The FAIR for Virtual Research Environments (FAIR4VREs) WG (under the umbrella of the Virtual Research Environments IG) is undertaking an analysis of gaps in applying existing FAIR principles to VREs, and wishes to gain feedback from VRE users and developers.
The working group has identified commonalities and differences in the application of FAIR to VREs based on a preliminary analysis of existing high-level principles as applied to data and software. The issues that need to be addressed in defining FAIR for VREs have been outlined, and these are the key questions around which we wish to engage the community at the Plenary.
The working group also wishes to crowdsource case studies on how VREs contribute to FAIRness of other digital objects and examples of guidance materials.
Collaborative session notes: https://docs.google.com/document/d/1lV5en19lyBNN5kVODHUcatWux5yKA-SfVXhV...
0-10 min: Presentation of the draft analysis of gaps in applying existing FAIR principles to VREs
10-50 min: Panel discussion on the challenges of implementing VREs that enable FAIR digital objects
50-70 min: Open discussion on the draft gap analysis and call for case studies of FAIR and FAIR-enabling VREs, and examples of guidance materials for VRE developers
70-90 min: Review the timeline of future work packages
This session is aimed at anyone who is or has been involved in using, developing or maintaining any form of online collaborative environment or their individual components and is interested in FAIR principles.
In preparation for this meeting, attendees could think about the challenges they face using and/or developing VREs. They could share visions, needs and requirements from their experience.
We would also like to invite members of RDA groups whose interests overlap with this group: FAIR for Research Software (FAIR4RS) WG, CURE FAIR WG, FAIR Data Maturity Model, FAIR data maturity model, Go FAIR IG, Research Funders and Stakeholders on Open Research Data Management Policies and Practices IG, and Global Open Research Commons IG.
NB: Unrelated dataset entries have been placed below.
/*!
 * @file projection.rs
 * @brief Projection document validation and application
 */

use bson::{Bson, Document};
use indexmap::IndexMap;

use crate::error::CommandError;
use crate::expression::{self, EvalContext, Expr};
use crate::ordering::{numeric_value, set_path};

#[derive(Debug, Clone, Copy, PartialEq, Eq)]
enum Mode {
    Include,
    Exclude,
}

#[derive(Debug, Default)]
struct PathTree {
    leaf: bool,
    children: IndexMap<String, PathTree>,
}

impl PathTree {
    fn insert(&mut self, path: &str) {
        let mut node = self;
        for seg in path.split('.') {
            node = node.children.entry(seg.to_string()).or_default();
        }
        node.leaf = true;
    }
}

/// A validated projection, applicable to any number of documents.
#[derive(Debug)]
pub struct Projection {
    mode: Mode,
    tree: PathTree,
    computed: Vec<(String, Expr)>,
    id_excluded: bool,
}

impl Projection {
    /// Parses and validates a projection document. `require_field` is set for
    /// the `$project` stage, which rejects an empty specification; `find`
    /// treats it as "everything".
    pub fn parse(spec: &Document, require_field: bool) -> Result<Self, CommandError> {
        if spec.is_empty() && require_field {
            return Err(CommandError::location(
                51272,
                "Invalid $project :: caused by :: projection specification must have at least one field",
            ));
        }

        let mut mode: Option<Mode> = None;
        let mut tree = PathTree::default();
        let mut computed = Vec::new();
        let mut id_excluded = false;
        let mut id_included_explicitly = false;

        for (key, value) in spec {
            if key == "$" || key.ends_with(".$") || key.contains(".$.") {
                return Err(CommandError::location(
                    31324,
                    "Cannot use positional projection in aggregation projection",
                ));
            }
            if key.starts_with('$') {
                return Err(CommandError::location(
                    16410,
                    format!("FieldPath field names may not start with '$'. Consider using $getField or $setField."),
                ));
            }

            let kind = classify(value)?;
            if key == "_id" {
                match kind {
                    FieldKind::Exclude => id_excluded = true,
                    FieldKind::Include => id_included_explicitly = true,
                    FieldKind::Computed(expr) => computed.push((key.clone(), expr)),
                }
                continue;
            }

            match kind {
                FieldKind::Exclude => match mode {
                    Some(Mode::Include) => {
                        return Err(CommandError::location(
                            31254,
                            format!(
                                "Cannot do exclusion on field {} in inclusion projection",
                                key
                            ),
                        ))
                    }
                    _ => {
                        mode = Some(Mode::Exclude);
                        tree.insert(key);
                    }
                },
                FieldKind::Include => match mode {
                    Some(Mode::Exclude) => {
                        return Err(CommandError::location(
                            31253,
                            format!(
                                "Cannot do inclusion on field {} in exclusion projection",
                                key
                            ),
                        ))
                    }
                    _ => {
                        mode = Some(Mode::Include);
                        tree.insert(key);
                    }
                },
                FieldKind::Computed(expr) => match mode {
                    Some(Mode::Exclude) => {
                        return Err(CommandError::location(
                            31253,
                            format!(
                                "Cannot do inclusion on field {} in exclusion projection",
                                key
                            ),
                        ))
                    }
                    _ => {
                        mode = Some(Mode::Include);
                        computed.push((key.clone(), expr));
                    }
                },
            }
        }

        // A projection mentioning only `_id` takes its polarity from it.
        let mode = mode.unwrap_or(if id_excluded || !id_included_explicitly {
            Mode::Exclude
        } else {
            Mode::Include
        });
        if mode == Mode::Include && id_included_explicitly {
            tree.insert("_id");
        }

        Ok(Self {
            mode,
            tree,
            computed,
            id_excluded,
        })
    }

    pub fn apply(&self, doc: &Document) -> Result<Document, CommandError> {
        let mut out = match self.mode {
            Mode::Include => {
                let mut projected = Document::new();
                if !self.id_excluded {
                    if let Some(id) = doc.get("_id") {
                        projected.insert("_id", id.clone());
                    }
                }
                let body = prune_include(doc, &self.tree);
                for (k, v) in body {
                    if k != "_id" || !projected.contains_key("_id") {
                        projected.insert(k, v);
                    }
                }
                projected
            }
            Mode::Exclude => {
                let mut projected = prune_exclude(doc, &self.tree);
                if self.id_excluded {
                    projected.remove("_id");
                }
                projected
            }
        };

        if !self.computed.is_empty() {
            let ctx = EvalContext::new(doc.clone());
            for (path, expr) in &self.computed {
                if let Some(v) = expression::eval(expr, &ctx)? {
                    set_path(&mut out, path, v)?;
                }
            }
        }
        Ok(out)
    }
}

enum FieldKind {
    Include,
    Exclude,
    Computed(Expr),
}

fn classify(value: &Bson) -> Result<FieldKind, CommandError> {
    match value {
        Bson::Boolean(true) => Ok(FieldKind::Include),
        Bson::Boolean(false) => Ok(FieldKind::Exclude),
        v if numeric_value(v).is_some() => {
            if numeric_value(v) == Some(0.0) {
                Ok(FieldKind::Exclude)
            } else {
                Ok(FieldKind::Include)
            }
        }
        other => Ok(FieldKind::Computed(expression::parse(other)?)),
    }
}

fn prune_include(doc: &Document, tree: &PathTree) -> Document {
    let mut out = Document::new();
    for (k, v) in doc {
        let Some(node) = tree.children.get(k.as_str()) else {
            continue;
        };
        if node.leaf {
            out.insert(k.clone(), v.clone());
            continue;
        }
        match v {
            Bson::Document(sub) => {
                out.insert(k.clone(), prune_include(sub, node));
            }
            Bson::Array(arr) => {
                let projected: Vec<Bson> = arr
                    .iter()
                    .filter_map(|el| match el {
                        Bson::Document(d) => Some(Bson::Document(prune_include(d, node))),
                        _ => None,
                    })
                    .collect();
                out.insert(k.clone(), projected);
            }
            _ => {}
        }
    }
    out
}

fn prune_exclude(doc: &Document, tree: &PathTree) -> Document {
    let mut out = Document::new();
    for (k, v) in doc {
        match tree.children.get(k.as_str()) {
            None => {
                out.insert(k.clone(), v.clone());
            }
            Some(node) if node.leaf => {}
            Some(node) => match v {
                Bson::Document(sub) => {
                    out.insert(k.clone(), prune_exclude(sub, node));
                }
                Bson::Array(arr) => {
                    let kept: Vec<Bson> = arr
                        .iter()
                        .map(|el| match el {
                            Bson::Document(d) => Bson::Document(prune_exclude(d, node)),
                            other => other.clone(),
                        })
                        .collect();
                    out.insert(k.clone(), kept);
                }
                other => {
                    out.insert(k.clone(), other.clone());
                }
            },
        }
    }
    out
}
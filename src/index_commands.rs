/*!
 * @file index_commands.rs
 * @brief createIndexes / dropIndexes / listIndexes
 */

use std::sync::Arc;

use bson::{doc, Bson, Document};

use crate::backend::IndexSpec;
use crate::command_processor::{collection_name, cursor_reply, ServerContext};
use crate::error::{code, CommandError, CommandResult};
use crate::ordering::{numeric_value, type_name};

fn parse_index_spec(index: &Document, position: usize) -> Result<IndexSpec, CommandError> {
    let key = match index.get("key") {
        Some(Bson::Document(d)) if !d.is_empty() => d,
        Some(Bson::Document(_)) => {
            return Err(CommandError::bad_value(
                "Index keys cannot be empty.",
            ))
        }
        Some(other) => {
            return Err(CommandError::type_mismatch(format!(
                "BSON field 'createIndexes.indexes.{}.key' is the wrong type '{}', expected type 'object'",
                position,
                type_name(other)
            )))
        }
        None => {
            return Err(CommandError::location(
                40414,
                format!(
                    "BSON field 'createIndexes.indexes.{}.key' is missing but a required field",
                    position
                ),
            ))
        }
    };
    let name = match index.get("name") {
        Some(Bson::String(s)) if !s.is_empty() => s.clone(),
        Some(Bson::String(_)) => {
            return Err(CommandError::bad_value("index name cannot be empty"))
        }
        Some(other) => {
            return Err(CommandError::type_mismatch(format!(
                "BSON field 'createIndexes.indexes.{}.name' is the wrong type '{}', expected type 'string'",
                position,
                type_name(other)
            )))
        }
        None => {
            return Err(CommandError::location(
                40414,
                format!(
                    "BSON field 'createIndexes.indexes.{}.name' is missing but a required field",
                    position
                ),
            ))
        }
    };

    let mut keys = Vec::with_capacity(key.len());
    for (field, direction) in key {
        let dir = match numeric_value(direction) {
            Some(n) if n == 1.0 => 1,
            Some(n) if n == -1.0 => -1,
            _ => {
                return Err(CommandError::bad_value(format!(
                    "Values in the index key pattern must be 1 or -1, got {} for field '{}'",
                    direction, field
                )))
            }
        };
        keys.push((field.clone(), dir));
    }

    let expire_after_seconds = index
        .get("expireAfterSeconds")
        .and_then(numeric_value)
        .map(|n| n as i64);

    Ok(IndexSpec {
        name,
        keys,
        unique: index.get_bool("unique").unwrap_or(false),
        sparse: index.get_bool("sparse").unwrap_or(false),
        expire_after_seconds,
    })
}

pub async fn create_indexes(ctx: &Arc<ServerContext>, db: &str, cmd: &Document) -> CommandResult {
    let coll = collection_name(cmd, "createIndexes")?;
    crate::backend::validate_namespace(db, &coll)?;
    let indexes = match cmd.get("indexes") {
        None => return Err(CommandError::missing_field("createIndexes", "indexes")),
        Some(Bson::Array(a)) if !a.is_empty() => a,
        Some(Bson::Array(_)) => {
            return Err(CommandError::bad_value(
                "Must specify at least one index to create",
            ))
        }
        Some(other) => {
            return Err(CommandError::type_mismatch(format!(
                "BSON field 'createIndexes.indexes' is the wrong type '{}', expected type 'array'",
                type_name(other)
            )))
        }
    };

    let existed = ctx.backend.collection_exists(db, &coll).await?;
    let before = ctx.backend.list_indexes(db, &coll).await?.len();

    let mut created = 0;
    for (position, element) in indexes.iter().enumerate() {
        let Bson::Document(index) = element else {
            return Err(CommandError::type_mismatch(format!(
                "BSON field 'createIndexes.indexes.{}' is the wrong type '{}', expected type 'object'",
                position,
                type_name(element)
            )));
        };
        let spec = parse_index_spec(index, position)?;
        if spec.name == "_id_" {
            // The implicit _id index always exists; recreating it is a no-op
            // unless the key pattern disagrees.
            if spec.keys != vec![("_id".to_string(), 1)] {
                return Err(CommandError::bad_value(
                    "The index name '_id_' is reserved for the _id index",
                ));
            }
            continue;
        }
        if ctx.backend.create_index(db, &coll, &spec).await? {
            created += 1;
        }
    }

    Ok(doc! {
        "numIndexesBefore": before as i32,
        "numIndexesAfter": (before + created) as i32,
        "createdCollectionAutomatically": !existed,
        "ok": 1.0,
    })
}

pub async fn drop_indexes(ctx: &Arc<ServerContext>, db: &str, cmd: &Document) -> CommandResult {
    let coll = collection_name(cmd, "dropIndexes")?;
    if !ctx.backend.collection_exists(db, &coll).await? {
        return Err(CommandError::namespace_not_found(format!(
            "ns not found {}.{}",
            db, coll
        )));
    }
    let existing = ctx.backend.list_indexes(db, &coll).await?;
    let before = existing.len();

    match cmd.get("index") {
        Some(Bson::String(name)) if name == "*" => {
            for spec in &existing {
                if spec.name != "_id_" {
                    ctx.backend.drop_index(db, &coll, &spec.name).await?;
                }
            }
            Ok(doc! {
                "nIndexesWas": before as i32,
                "msg": "non-_id indexes dropped for collection",
                "ok": 1.0,
            })
        }
        Some(Bson::String(name)) => {
            if name == "_id_" {
                return Err(CommandError::new(
                    code::INVALID_OPTIONS,
                    "cannot drop _id index",
                ));
            }
            if !ctx.backend.drop_index(db, &coll, name).await? {
                return Err(CommandError::new(
                    code::INDEX_NOT_FOUND,
                    format!("index not found with name [{}]", name),
                ));
            }
            Ok(doc! {"nIndexesWas": before as i32, "ok": 1.0})
        }
        Some(Bson::Document(key)) => {
            let target = existing
                .iter()
                .find(|spec| spec.key_document() == *key && spec.name != "_id_");
            match target {
                Some(spec) => {
                    ctx.backend.drop_index(db, &coll, &spec.name).await?;
                    Ok(doc! {"nIndexesWas": before as i32, "ok": 1.0})
                }
                None => Err(CommandError::new(
                    code::INDEX_NOT_FOUND,
                    format!("can't find index with key: {}", key),
                )),
            }
        }
        Some(other) => Err(CommandError::type_mismatch(format!(
            "BSON field 'dropIndexes.index' is the wrong type '{}', expected types '[string, object]'",
            type_name(other)
        ))),
        None => Err(CommandError::missing_field("dropIndexes", "index")),
    }
}

pub async fn list_indexes(ctx: &Arc<ServerContext>, db: &str, cmd: &Document) -> CommandResult {
    let coll = collection_name(cmd, "listIndexes")?;
    if !ctx.backend.collection_exists(db, &coll).await? {
        return Err(CommandError::namespace_not_found(format!(
            "ns does not exist: {}.{}",
            db, coll
        )));
    }
    let ns = format!("{}.{}", db, coll);
    let docs: Vec<Document> = ctx
        .backend
        .list_indexes(db, &coll)
        .await?
        .iter()
        .map(|spec| spec.to_document(&ns))
        .collect();
    let cursor_ns = format!("{}.$cmd.listIndexes.{}", db, coll);
    Ok(cursor_reply(&cursor_ns, 0, docs, true))
}
/*!
 * @file authentication.rs
 * @brief SCRAM credential storage, server-side conversations and roles
 */

use std::collections::HashMap;

use base64::{engine::general_purpose::STANDARD as BASE64, Engine as _};
use hmac::{Hmac, Mac};
use parking_lot::RwLock;
use rand::RngCore;
use sha1::Sha1;
use sha2::{Digest, Sha256};

use crate::config::UserConfig;
use crate::cursor_registry::UserId;
use crate::error::CommandError;

const SHA1_ITERATIONS: u32 = 10_000;
const SHA256_ITERATIONS: u32 = 15_000;
const SERVER_NONCE_BYTES: usize = 24;

#[derive(Debug, Clone, Copy, PartialEq, Eq, Hash)]
pub enum ScramMechanism {
    Sha1,
    Sha256,
}

impl ScramMechanism {
    pub fn as_str(&self) -> &'static str {
        match self {
            ScramMechanism::Sha1 => "SCRAM-SHA-1",
            ScramMechanism::Sha256 => "SCRAM-SHA-256",
        }
    }

    pub fn from_name(name: &str) -> Option<Self> {
        match name {
            "SCRAM-SHA-1" => Some(ScramMechanism::Sha1),
            "SCRAM-SHA-256" => Some(ScramMechanism::Sha256),
            _ => None,
        }
    }

    fn key_len(&self) -> usize {
        match self {
            ScramMechanism::Sha1 => 20,
            ScramMechanism::Sha256 => 32,
        }
    }
}

fn hmac_bytes(mechanism: ScramMechanism, key: &[u8], data: &[u8]) -> Vec<u8> {
    match mechanism {
        ScramMechanism::Sha1 => {
            let mut mac =
                Hmac::<Sha1>::new_from_slice(key).expect("HMAC accepts any key length");
            mac.update(data);
            mac.finalize().into_bytes().to_vec()
        }
        ScramMechanism::Sha256 => {
            let mut mac =
                Hmac::<Sha256>::new_from_slice(key).expect("HMAC accepts any key length");
            mac.update(data);
            mac.finalize().into_bytes().to_vec()
        }
    }
}

fn hash_bytes(mechanism: ScramMechanism, data: &[u8]) -> Vec<u8> {
    match mechanism {
        ScramMechanism::Sha1 => Sha1::digest(data).to_vec(),
        ScramMechanism::Sha256 => Sha256::digest(data).to_vec(),
    }
}

fn xor(lhs: &[u8], rhs: &[u8]) -> Vec<u8> {
    lhs.iter().zip(rhs.iter()).map(|(a, b)| a ^ b).collect()
}

/// A SCRAM verifier as stored per (db, user, mechanism): the server never
/// keeps the clear-text password.
#[derive(Debug, Clone)]
pub struct ScramCredential {
    pub iterations: u32,
    pub salt: Vec<u8>,
    pub stored_key: Vec<u8>,
    pub server_key: Vec<u8>,
}

impl ScramCredential {
    pub fn derive(mechanism: ScramMechanism, username: &str, password: &str) -> Self {
        let mut salt = vec![0u8; 16];
        rand::thread_rng().fill_bytes(&mut salt);

        let (iterations, salted) = match mechanism {
            ScramMechanism::Sha1 => {
                // SCRAM-SHA-1 salts the MD5 digest of "user:mongo:password".
                let hashed = format!(
                    "{:x}",
                    md5::compute(format!("{}:mongo:{}", username, password))
                );
                let mut out = vec![0u8; mechanism.key_len()];
                pbkdf2::pbkdf2_hmac::<Sha1>(
                    hashed.as_bytes(),
                    &salt,
                    SHA1_ITERATIONS,
                    &mut out,
                );
                (SHA1_ITERATIONS, out)
            }
            ScramMechanism::Sha256 => {
                let mut out = vec![0u8; mechanism.key_len()];
                pbkdf2::pbkdf2_hmac::<Sha256>(
                    password.as_bytes(),
                    &salt,
                    SHA256_ITERATIONS,
                    &mut out,
                );
                (SHA256_ITERATIONS, out)
            }
        };

        let client_key = hmac_bytes(mechanism, &salted, b"Client Key");
        let stored_key = hash_bytes(mechanism, &client_key);
        let server_key = hmac_bytes(mechanism, &salted, b"Server Key");
        Self {
            iterations,
            salt,
            stored_key,
            server_key,
        }
    }
}

#[derive(Debug, Clone, Copy, PartialEq, Eq)]
pub enum Role {
    Read,
    ReadWrite,
    DbAdmin,
    DbOwner,
    ClusterAdmin,
    Root,
}

impl Role {
    pub fn from_name(name: &str) -> Option<Self> {
        match name {
            "read" => Some(Role::Read),
            "readWrite" => Some(Role::ReadWrite),
            "dbAdmin" => Some(Role::DbAdmin),
            "dbOwner" => Some(Role::DbOwner),
            "clusterAdmin" => Some(Role::ClusterAdmin),
            "root" => Some(Role::Root),
            _ => None,
        }
    }

    pub fn as_str(&self) -> &'static str {
        match self {
            Role::Read => "read",
            Role::ReadWrite => "readWrite",
            Role::DbAdmin => "dbAdmin",
            Role::DbOwner => "dbOwner",
            Role::ClusterAdmin => "clusterAdmin",
            Role::Root => "root",
        }
    }
}

/// What a command needs from its caller. Checked at dispatch, before any
/// argument parsing side effects.
#[derive(Debug, Clone, Copy, PartialEq, Eq)]
pub enum CommandKind {
    /// Handshake/auth/meta traffic allowed before authentication.
    Always,
    Read,
    Write,
    Admin,
}

#[derive(Debug, Clone)]
pub struct StoredUser {
    pub db: String,
    pub name: String,
    pub roles: Vec<Role>,
    credentials: HashMap<ScramMechanism, ScramCredential>,
}

impl StoredUser {
    fn grants(&self, target_db: &str, kind: CommandKind) -> bool {
        // Roles granted on admin reach every database.
        if self.db != "admin" && self.db != target_db {
            return false;
        }
        self.roles.iter().any(|role| match kind {
            CommandKind::Always => true,
            CommandKind::Read => matches!(
                role,
                Role::Read | Role::ReadWrite | Role::DbOwner | Role::ClusterAdmin | Role::Root
            ),
            CommandKind::Write => matches!(role, Role::ReadWrite | Role::DbOwner | Role::Root),
            CommandKind::Admin => matches!(
                role,
                Role::DbAdmin | Role::DbOwner | Role::ClusterAdmin | Role::Root
            ),
        })
    }

    pub fn is_cluster_admin(&self) -> bool {
        self.db == "admin"
            && self
                .roles
                .iter()
                .any(|r| matches!(r, Role::ClusterAdmin | Role::Root))
    }
}

pub struct UserStore {
    users: RwLock<HashMap<UserId, StoredUser>>,
}

impl Default for UserStore {
    fn default() -> Self {
        Self {
            users: RwLock::new(HashMap::new()),
        }
    }
}

impl UserStore {
    pub fn from_config(users: &[UserConfig]) -> Result<Self, CommandError> {
        let store = Self::default();
        for user in users {
            let roles: Result<Vec<Role>, CommandError> = user
                .roles
                .iter()
                .map(|r| {
                    Role::from_name(r).ok_or_else(|| {
                        CommandError::bad_value(format!("No role named {}@{}", r, user.db))
                    })
                })
                .collect();
            store.create_user(&user.db, &user.name, &user.password, roles?);
        }
        Ok(store)
    }

    pub fn create_user(&self, db: &str, name: &str, password: &str, roles: Vec<Role>) {
        let mut credentials = HashMap::new();
        credentials.insert(
            ScramMechanism::Sha1,
            ScramCredential::derive(ScramMechanism::Sha1, name, password),
        );
        credentials.insert(
            ScramMechanism::Sha256,
            ScramCredential::derive(ScramMechanism::Sha256, name, password),
        );
        let user = StoredUser {
            db: db.to_string(),
            name: name.to_string(),
            roles,
            credentials,
        };
        self.users
            .write()
            .insert((db.to_string(), name.to_string()), user);
    }

    pub fn get(&self, db: &str, name: &str) -> Option<StoredUser> {
        self.users
            .read()
            .get(&(db.to_string(), name.to_string()))
            .cloned()
    }

    fn credential(
        &self,
        db: &str,
        name: &str,
        mechanism: ScramMechanism,
    ) -> Option<ScramCredential> {
        self.get(db, name)
            .and_then(|u| u.credentials.get(&mechanism).cloned())
    }

    pub fn is_empty(&self) -> bool {
        self.users.read().is_empty()
    }

    /// Role check at command entry. `user` is the connection's authenticated
    /// identity; `None` with auth enabled only passes `Always` commands.
    pub fn authorize(
        &self,
        auth_enabled: bool,
        user: Option<&UserId>,
        target_db: &str,
        kind: CommandKind,
        command: &str,
    ) -> Result<(), CommandError> {
        if !auth_enabled || kind == CommandKind::Always {
            return Ok(());
        }
        let Some((db, name)) = user else {
            return Err(CommandError::unauthorized(format!(
                "command {} requires authentication",
                command
            )));
        };
        let Some(stored) = self.get(db, name) else {
            return Err(CommandError::unauthorized(format!(
                "not authorized on {} to execute command {}",
                target_db, command
            )));
        };
        if stored.grants(target_db, kind) {
            Ok(())
        } else {
            Err(CommandError::unauthorized(format!(
                "not authorized on {} to execute command {}",
                target_db, command
            )))
        }
    }
}

#[derive(Debug)]
enum ConversationState {
    AwaitingProof,
    AwaitingFinal,
    Done,
}

/// One in-flight SCRAM exchange, owned by the connection between saslStart
/// and the final saslContinue.
#[derive(Debug)]
pub struct ScramConversation {
    pub mechanism: ScramMechanism,
    pub db: String,
    pub username: String,
    credential: ScramCredential,
    nonce: String,
    client_first_bare: String,
    server_first: String,
    state: ConversationState,
}

impl ScramConversation {
    /// Handles `saslStart`; returns the conversation and the server-first
    /// payload (nonce, salt, iteration count).
    pub fn start(
        store: &UserStore,
        db: &str,
        mechanism: ScramMechanism,
        payload: &[u8],
    ) -> Result<(Self, Vec<u8>), CommandError> {
        let client_first = std::str::from_utf8(payload)
            .map_err(|_| CommandError::authentication_failed())?;

        // gs2 header: no channel binding supported or required.
        let bare = client_first
            .strip_prefix("n,,")
            .or_else(|| client_first.strip_prefix("y,,"))
            .ok_or_else(CommandError::authentication_failed)?;

        let attrs = parse_attributes(bare)?;
        let username = attrs
            .get(&'n')
            .map(|u| u.replace("=2C", ",").replace("=3D", "="))
            .ok_or_else(CommandError::authentication_failed)?;
        let client_nonce = attrs
            .get(&'r')
            .ok_or_else(CommandError::authentication_failed)?;

        let credential = store
            .credential(db, &username, mechanism)
            .ok_or_else(CommandError::authentication_failed)?;

        let mut server_bytes = vec![0u8; SERVER_NONCE_BYTES];
        rand::thread_rng().fill_bytes(&mut server_bytes);
        let nonce = format!("{}{}", client_nonce, BASE64.encode(server_bytes));

        let server_first = format!(
            "r={},s={},i={}",
            nonce,
            BASE64.encode(&credential.salt),
            credential.iterations
        );

        let conversation = Self {
            mechanism,
            db: db.to_string(),
            username,
            credential,
            nonce,
            client_first_bare: bare.to_string(),
            server_first: server_first.clone(),
            state: ConversationState::AwaitingProof,
        };
        Ok((conversation, server_first.into_bytes()))
    }

    /// Handles `saslContinue`. The proof leg answers with the server
    /// signature; the empty final leg completes the exchange.
    pub fn continue_with(&mut self, payload: &[u8]) -> Result<(Vec<u8>, bool), CommandError> {
        match self.state {
            ConversationState::AwaitingProof => {
                let client_final = std::str::from_utf8(payload)
                    .map_err(|_| CommandError::authentication_failed())?;
                let attrs = parse_attributes(client_final)?;

                let channel = attrs
                    .get(&'c')
                    .ok_or_else(CommandError::authentication_failed)?;
                if channel != "biws" {
                    return Err(CommandError::authentication_failed());
                }
                let nonce = attrs
                    .get(&'r')
                    .ok_or_else(CommandError::authentication_failed)?;
                if *nonce != self.nonce {
                    return Err(CommandError::authentication_failed());
                }
                let proof = attrs
                    .get(&'p')
                    .ok_or_else(CommandError::authentication_failed)?;
                let proof = BASE64
                    .decode(proof)
                    .map_err(|_| CommandError::authentication_failed())?;

                let without_proof = client_final
                    .rsplit_once(",p=")
                    .map(|(head, _)| head)
                    .ok_or_else(CommandError::authentication_failed)?;
                let auth_message = format!(
                    "{},{},{}",
                    self.client_first_bare, self.server_first, without_proof
                );

                let client_signature = hmac_bytes(
                    self.mechanism,
                    &self.credential.stored_key,
                    auth_message.as_bytes(),
                );
                if proof.len() != client_signature.len() {
                    return Err(CommandError::authentication_failed());
                }
                let client_key = xor(&proof, &client_signature);
                if hash_bytes(self.mechanism, &client_key) != self.credential.stored_key {
                    return Err(CommandError::authentication_failed());
                }

                let server_signature = hmac_bytes(
                    self.mechanism,
                    &self.credential.server_key,
                    auth_message.as_bytes(),
                );
                self.state = ConversationState::AwaitingFinal;
                Ok((
                    format!("v={}", BASE64.encode(server_signature)).into_bytes(),
                    false,
                ))
            }
            ConversationState::AwaitingFinal => {
                self.state = ConversationState::Done;
                Ok((Vec::new(), true))
            }
            ConversationState::Done => Err(CommandError::authentication_failed()),
        }
    }

    /// True once the proof has been verified; the connection may set its
    /// authenticated user at this point.
    pub fn verified(&self) -> bool {
        matches!(
            self.state,
            ConversationState::AwaitingFinal | ConversationState::Done
        )
    }
}

fn parse_attributes(message: &str) -> Result<HashMap<char, String>, CommandError> {
    let mut out = HashMap::new();
    for part in message.split(',') {
        let Some((key, value)) = part.split_once('=') else {
            continue;
        };
        let mut chars = key.chars();
        if let (Some(c), None) = (chars.next(), chars.next()) {
            out.insert(c, value.to_string());
        }
    }
    Ok(out)
}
One of the major challenges of data-driven research is to facilitate knowledge discovery by assisting humans and machines in their discovery of, access to, integration and analysis of data and their associated research objects, e.g., algorithms, software, and workflows. The FAIR data principles strongly contribute to addressing this challenge with regard to research data. The principles, at a high level, are intended to apply to all research objects; both those used in research and those that form the outputs of research. Here we focus on the adaptation and adoption of the FAIR principles for VREs (Virtual Research Environments, also called science gateways, research platforms or virtual labs).
Digital objects such as data, software and workflows cannot be made FAIR in isolation - digital infrastructure is needed to store, manage, analyse and share the digital objects, and to make them discoverable. VREs are increasingly used as the vehicle for collecting or generating digital objects, processing, analysing, annotating and visualising these, then sharing the research outputs. How infrastructure such as a VRE is developed, and the functions it supports, therefore have a large impact on the FAIRness of digital objects themselves.
VREs should enable FAIRness in the digital objects that they create or produce, and at the very least should not make digital objects that they process less FAIR. VREs themselves should also be FAIR, in that they should be easily discoverable and accessible; should interoperate with other digital research infrastructures; and their technical architecture, components and services should be reusable to improve development efficiency.
The FAIR4VREs WG will enable coordination between existing communities working with VREs, science gateways, platforms and virtual labs, to define what it means for VREs to be and enable FAIR, and provide guidance to VRE developers in achieving this.
The working group will:
Investigate how the existing application of the FAIR principles to data, software, workflows, computational notebooks, training materials, AI and machine learning enable VREs to enable FAIR digital objects, and themselves be FAIR, and identify any gaps in the existing work.
Produce guidance on and examples of how VRES can and should be FAIR.
Produce guidance on and examples of how VREs can and should enable FAIRness for other digital objects.
The FAIR4VREs WG was endorsed in October 2021, and is working on defining its scope of work (see Work Plan).